The Early Childhood Caries Risk Assessment Tool will be researched and developed in partnership with Dr. Burton Edelstein, clinical professor at Columbia’s College of Dental Medicine and School of Public Health and the principal investigator of the Challenge Grant. These newly offered grants are funded by the American Recovery and Reinvestment Act of 2009 and support research on scientific and health challenges in biomedical and behavioral science and public health.
Over the next two years, CCNMTL and Dr. Edelstein will research, build, and test the algorithm-based tool designed for community health workers to assess a child’s oral health and recommend an individualized intervention. Community health workers will use the tool with parents of young children in low-income communities to determine a child's risk for cavities and to negotiate a treatment plan. Additionally, the tool will be used to track behavioral data, for instance fluoride regimens and nutritional intake, to evaluate a child's oral health over time.
“Individual health will result from more effective management of disease risk and progression using cost-effective technologic and peer-counseled interventions. This research aims to address gaps between information and behavior and between instruction provided by clinicians to families of young children who suffer from chronic diseases and these families’ capacities to act on that information,” said John Zimmerman, assistant dean for information resources at the College of Dental Medicine and CCNMTL associate director.
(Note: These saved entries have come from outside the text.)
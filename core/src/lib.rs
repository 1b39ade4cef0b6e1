// Copyright (c) 2026 Centra Financial Technology. MIT License.
// See LICENSE for details.

//! # Centra — Core Banking Library
//!
//! This is the part of the bank that actually moves money. Everything else —
//! the HTTP surface, the dashboards, the email templates — is decoration
//! around the ledger in this crate.
//!
//! ## Architecture
//!
//! The library is split into modules that mirror the concerns of a small
//! retail bank:
//!
//! - **model** — Account, transaction, card, KYC, and chat record types.
//! - **store** — Persistent storage over sled with typed tree accessors.
//! - **ledger** — Money movement: deposits, debits, transfers, payments.
//!   Every balance mutation in the entire system goes through here.
//! - **auth** — Credential storage, session tokens, and the login-time
//!   account status gate.
//! - **directory** — Account provisioning, lookup, and administration.
//! - **kyc** — Document submission and review workflow.
//! - **support** — Per-account chat threads with the support desk.
//! - **notify** — Outbound email through the delivery collaborator.
//! - **config** — Constants. All of them. In one place.
//!
//! ## Design Philosophy
//!
//! 1. One balance field, one mutation path. If it changes a balance and it
//!    isn't in `ledger`, it's a bug.
//! 2. The balance write and its audit record commit in the same atomic
//!    section. Money never moves unlogged.
//! 3. No floating point anywhere near money. `Decimal` or nothing.
//! 4. If it touches money, it has tests. Plural.

pub mod auth;
pub mod config;
pub mod directory;
pub mod kyc;
pub mod ledger;
pub mod model;
pub mod notify;
pub mod store;
pub mod support;
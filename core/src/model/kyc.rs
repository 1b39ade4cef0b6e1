//! KYC document submissions.
//!
//! The images themselves live on the external image host; we store only
//! their URLs. Review status is mirrored onto the owning account so the
//! dashboard can read one record instead of two.

use chrono::{DateTime, Utc};
use serde::{Deserialize, Serialize};
use std::fmt;

use super::account::AccountId;

// ---------------------------------------------------------------------------
// KycStatus
// ---------------------------------------------------------------------------

/// Review workflow state. `Pending` means nothing has been submitted yet.
#[derive(Debug, Clone, Copy, PartialEq, Eq, Hash, Serialize, Deserialize)]
pub enum KycStatus {
    Pending,
    #[serde(rename = "Under Review")]
    UnderReview,
    Approved,
    Rejected,
}

impl fmt::Display for KycStatus {
    fn fmt(&self, f: &mut fmt::Formatter<'_>) -> fmt::Result {
        match self {
            Self::Pending => write!(f, "Pending"),
            Self::UnderReview => write!(f, "Under Review"),
            Self::Approved => write!(f, "Approved"),
            Self::Rejected => write!(f, "Rejected"),
        }
    }
}

// ---------------------------------------------------------------------------
// KycRecord
// ---------------------------------------------------------------------------

/// One submission per account: three document image URLs plus the review
/// status. Resubmission overwrites the previous record.
#[derive(Clone, Debug, PartialEq, Eq, Serialize, Deserialize)]
pub struct KycRecord {
    pub account_id: AccountId,
    pub id_front: String,
    pub id_back: String,
    pub selfie: String,
    pub status: KycStatus,
    pub submitted_at: DateTime<Utc>,
}

impl KycRecord {
    /// A fresh submission, entering the review queue.
    pub fn submitted(account_id: AccountId, id_front: String, id_back: String, selfie: String) -> Self {
        Self {
            account_id,
            id_front,
            id_back,
            selfie,
            status: KycStatus::UnderReview,
            submitted_at: Utc::now(),
        }
    }
}

#[cfg(test)]
mod tests {
    use super::*;
    use uuid::Uuid;

    #[test]
    fn submission_enters_review() {
        let rec = KycRecord::submitted(
            Uuid::new_v4(),
            "https://img.example/front.jpg".into(),
            "https://img.example/back.jpg".into(),
            "https://img.example/selfie.jpg".into(),
        );
        assert_eq!(rec.status, KycStatus::UnderReview);
    }

    #[test]
    fn status_display_tags() {
        assert_eq!(KycStatus::UnderReview.to_string(), "Under Review");
        assert_eq!(KycStatus::Approved.to_string(), "Approved");
    }
}
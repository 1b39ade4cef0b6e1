//! # Support Desk
//!
//! Append-only chat threads between customers and the support team.
//! One thread per account; messages are never edited.

use crate::model::{AccountId, ChatMessage, ChatSender};
use crate::store::{BankDb, StoreError};

#[derive(Debug, thiserror::Error)]
pub enum SupportError {
    #[error("account not found")]
    AccountNotFound,

    #[error("message body is empty")]
    EmptyMessage,

    #[error("store error: {0}")]
    Store(#[from] StoreError),
}

#[derive(Clone)]
pub struct SupportDesk {
    db: BankDb,
}

impl SupportDesk {
    pub fn new(db: BankDb) -> Self {
        Self { db }
    }

    /// Appends a message to the account's thread.
    pub fn post(
        &self,
        account_id: AccountId,
        sender: ChatSender,
        body: &str,
    ) -> Result<ChatMessage, SupportError> {
        let body = body.trim();
        if body.is_empty() {
            return Err(SupportError::EmptyMessage);
        }
        if self.db.get_account(&account_id)?.is_none() {
            return Err(SupportError::AccountNotFound);
        }

        let message = ChatMessage::new(account_id, sender, body.to_string());
        self.db.put_chat_message(&message)?;
        Ok(message)
    }

    /// The full thread, oldest first.
    pub fn thread(&self, account_id: &AccountId) -> Result<Vec<ChatMessage>, SupportError> {
        Ok(self.db.chat_thread(account_id)?)
    }
}

#[cfg(test)]
mod tests {
    use super::*;
    use crate::model::{Account, AccountType};

    fn setup() -> (SupportDesk, Account) {
        let db = BankDb::open_temporary().expect("temp db");
        let desk = SupportDesk::new(db.clone());
        let account = Account::open(
            "1000000001".into(),
            "chat@example.com".into(),
            "Alice".into(),
            "+1 555 0100".into(),
            "1990-01-01".into(),
            "1 Test Way".into(),
            "US".into(),
            AccountType::Checking,
        );
        db.put_account(&account).unwrap();
        (desk, account)
    }

    #[test]
    fn conversation_roundtrip() {
        let (desk, account) = setup();

        desk.post(account.id, ChatSender::Customer, "my card is frozen")
            .unwrap();
        desk.post(account.id, ChatSender::Support, "unfreezing it now")
            .unwrap();

        let thread = desk.thread(&account.id).unwrap();
        assert_eq!(thread.len(), 2);
        assert_eq!(thread[0].sender, ChatSender::Customer);
        assert_eq!(thread[1].sender, ChatSender::Support);
    }

    #[test]
    fn empty_and_whitespace_messages_rejected() {
        let (desk, account) = setup();
        assert!(matches!(
            desk.post(account.id, ChatSender::Customer, "   ").unwrap_err(),
            SupportError::EmptyMessage
        ));
    }

    #[test]
    fn post_to_unknown_account_rejected() {
        let (desk, _) = setup();
        let err = desk
            .post(uuid::Uuid::new_v4(), ChatSender::Customer, "hello")
            .unwrap_err();
        assert!(matches!(err, SupportError::AccountNotFound));
    }
}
Under the auspices of the Triangle Initiative – CCNMTL’s strategic effort to create digital tools and capacities that serve the intersecting interests of education, research, and the larger community – the Center and Dr. Edelstein aim to incorporate the Early Childhood Caries Risk Assessment Tool for student use in courses at Columbia’s College of Dental Medicine. Pediatric dental students, for example, may utilize the tool in practice settings and provide feedback on the tool’s efficacy during the pilot-testing phase.